Sfogliando numeri arretrati di Current Biology, Aydin Örstan di Snail’s Tales ha ritrovato – e mette on line per i non abbonati – un’articolo  sulla diffusione della Drosophila melanogaster negli USA. Örstan è un simpatizzante. Dopo aver notato che il moscerino è anch’esso uscito dall’Africa e che, sempre come noi e il topolino Mus musculus, prova un profondo attaccamento per gli esseri umani, ne salva uno finito nel lavandino, lo mette ad asciugare su una foglia e lo immortala.

Commovente.

Stesso tema, altra scala
Ieri a Firenze c’era Mauro del nostro Fan Club, nonché uno dei curatori di Pikaia, il portale dell’evoluzione. Rientro, ci faccio in giro e trovo “Out of America: il ritorno dei mammuth” di Andrea Romano.  Usciti dall’Africa pure loro, stando a un articolo sorprendente – e recente – di Current Biology, si sono prima sistemati in Eurasia settentrionale, poi 1,8 milioni di anni fa alcuni sono emigrati nel Nord America e ne sarebbero tornati 1,5 milioni di anni dopo, soppiantando gli autoctoni.

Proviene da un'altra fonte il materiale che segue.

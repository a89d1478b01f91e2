use chrono::NaiveDate;
use serde::{Deserialize, Serialize};
use std::fmt;

use crate::models::indicators::IndicatorSnapshot;
use crate::models::macro_context::MacroContext;

/// Closed set of classifier outcomes.
#[derive(Debug, Clone, Copy, PartialEq, Eq, Hash, Serialize, Deserialize)]
#[serde(rename_all = "PascalCase")]
pub enum SignalLabel {
    Bargain,
    ModeratePullback,
    MildPullback,
    BuyOpportunity,
    Watch,
}

impl SignalLabel {
    /// Higher is stronger conviction; `Watch` is 0.
    pub fn conviction(self) -> u8 {
        match self {
            Self::Bargain => 4,
            Self::ModeratePullback => 3,
            Self::MildPullback => 2,
            Self::BuyOpportunity => 1,
            Self::Watch => 0,
        }
    }

    pub fn description(self) -> &'static str {
        match self {
            Self::Bargain => "Bargain level",
            Self::ModeratePullback => "Moderate pullback",
            Self::MildPullback => "Mild pullback",
            Self::BuyOpportunity => "Buy opportunity",
            Self::Watch => "Watch",
        }
    }
}

impl fmt::Display for SignalLabel {
    fn fmt(&self, f: &mut fmt::Formatter<'_>) -> fmt::Result {
        f.write_str(self.description())
    }
}

/// Label plus the id of the rule that produced it (`None` for the default).
#[derive(Debug, Clone, PartialEq, Eq, Serialize, Deserialize)]
pub struct Classification {
    pub label: SignalLabel,
    #[serde(skip_serializing_if = "Option::is_none")]
    pub rule_id: Option<String>,
}

impl Classification {
    pub fn matched(label: SignalLabel, rule_id: impl Into<String>) -> Self {
        Self {
            label,
            rule_id: Some(rule_id.into()),
        }
    }

    pub fn default_watch() -> Self {
        Self {
            label: SignalLabel::Watch,
            rule_id: None,
        }
    }
}

/// Per-instrument tuple handed to the presentation layer.
#[derive(Debug, Clone, Serialize)]
pub struct InstrumentReport {
    pub symbol: String,
    pub date: NaiveDate,
    pub latest_price: f64,
    pub bars: usize,
    pub indicators: IndicatorSnapshot,
    pub classification: Classification,
    #[serde(rename = "macro")]
    pub macro_context: MacroContext,
    #[serde(skip_serializing_if = "Option::is_none")]
    pub dividend_yield: Option<f64>,
}

impl InstrumentReport {
    pub fn label(&self) -> SignalLabel {
        self.classification.label
    }
}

Il finale resta immutato: li estinguono cacciatori umani tra i 10 e i 5 mila anni fa.

Dopo la Caduta
Altra lettura consigliata su Pikaia: una visita guidata dal cladologista Giorgio Tarditi Spagnoli al Creation Museum di Petersburg, Kentucky, di cui vi avevo segnalato l’apertura molti post fa. C’è pure un film in cui “Adamo ed Eva, conosciuto il succoso gusto dell’ossicocco*” cadono dall’Eden insieme a certi animali vegetariani che da quel momento diventano carnivori.
*Esegesi (solo per non cladistologi): ossicocco sta per mirtillo minore o “cranberry”, e sarebbe una libera interpretazione di “apple”.

Contraerea
Su PLoS One esce una ricerca teorico-osservativa di Gerald Kastberger, Evelyn Schmelze e Ilse Kranner, su una delle difese collettive usate dalle api contro i predatori.  Hanno filmato 450 episodi – ne allegano solo 4, peccato – sul campus dell’università Tribhuvan di Katmandu. Le protagoniste sono colonie di giganti asiatiche – Apis dorsata -che fanno il nido all’aperto. Quando s’avvicina un calabrone muovono l’addome varie volte al secondo (“shimmering”) per formare un’ola (“Mexican wave-like patterns”) che confonde il volo del nemico e lo blocca a 50 cm di distanza dal nido.

L’ola, tra l’altro, viene modulata da mini a mega in base alla velocità del volo.
Riassunto con un solo video su Science News e sono riuscita a non scrivere “il volo del calabrone”!